One opposition party official said Mr McDonnell had plans to discuss Brexit with Mr Hammond after Prime Minister’s Questions on Wednesday.
One Government official told the Times: “Speed is of the essence here if we are to get something agreed and through both houses.
“We want to avoid the European elections so we need a resolution as soon as possible.”
However, Labour has not confirmed if Mr Corbyn will participate in talks.
The Prime Minister and her husband Philip have returned back from their trip to Snowdonia in Wales over the Easter weekend, and she is now set to return back to Parliament to kickstart negotiations.
However, if Mrs May manages to pass her deal through the Commons in the coming weeks, she will only have 18 working days to finalise all legislation.
If no agreement is reached, the Prime Minister has promised to provide alternative Brexit options for MPs to vote on.
On Sunday Labour’s deputy leader Tom Watson insisted Labour must back a second Brexit referendum and not “sit on the fence” any longer.
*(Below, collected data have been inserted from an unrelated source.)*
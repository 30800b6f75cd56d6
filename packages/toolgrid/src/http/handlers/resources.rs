use axum::{extract::State, response::IntoResponse, Extension, Json};
use serde::Deserialize;
use utoipa::ToSchema;

use toolgrid_types::{ErrorCode, RequestContext, ResourceEntry};

use crate::http::error::{HttpError, HttpResult};
use crate::http::state::HttpState;
use crate::http::types::Envelope;

#[derive(Debug, Deserialize, ToSchema)]
#[serde(rename_all = "camelCase")]
pub struct ReadResourceRequest {
    pub uri: String,
}

#[utoipa::path(get, path = "/resources", responses((status = 200, description = "Unified resource listing")))]
#[axum::debug_handler]
pub async fn handle_list_resources(
    State(state): State<HttpState>,
    Extension(ctx): Extension<RequestContext>,
) -> HttpResult<Json<Envelope<Vec<ResourceEntry>>>> {
    let mut resources = state.gateway.registries.resources.all();
    resources.sort_by(|a, b| a.uri.cmp(&b.uri));
    Ok(Envelope::ok(resources, Some(ctx.request_id)))
}

#[utoipa::path(post, path = "/resources/read", responses((status = 200, description = "Resource contents")))]
#[axum::debug_handler]
pub async fn handle_read_resource(
    State(state): State<HttpState>,
    Extension(ctx): Extension<RequestContext>,
    Json(req): Json<ReadResourceRequest>,
) -> HttpResult<impl IntoResponse> {
    let entry = state
        .gateway
        .registries
        .resources
        .find(&req.uri)
        .ok_or_else(|| HttpError::not_found(format!("Resource not found: {}", req.uri)))?;

    let client = state.gateway.pool.client(&entry.server_id).ok_or_else(|| {
        HttpError::new(ErrorCode::ServerDisconnected, "Server not connected")
            .with_request_id(ctx.request_id.clone())
    })?;

    let contents = client.read_resource(&req.uri).await.map_err(|err| {
        HttpError::new(err.code, format!("Resource read failed: {}", err.message))
            .with_request_id(ctx.request_id.clone())
    })?;

    state.gateway.registries.resources.record_usage(&req.uri);
    Ok(Envelope::ok(contents, Some(ctx.request_id)))
}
Writing in the Observer, he said: “Labour won’t defeat Farage by being mealy-mouthed and sounding as if we half agree with him.
“We won’t beat him unless we can inspire the millions crying out for a different direction.
“We won’t win if we sit on the fence about the most crucial issue that has faced our country for a generation.”
He added: “Now that we know a bit more about what Brexit means, the very least that Leavers and Remainers deserve is a final say – a confirmatory referendum – on any deal.
“They deserve a Labour party that offers clarity on this issue, as well as the radical vision for a new political economy achieved by working with our socialist allies inside the EU.
“And, above all, they deserve better than Nigel Farage’s promise of a far-right Brexit that would solve nothing.”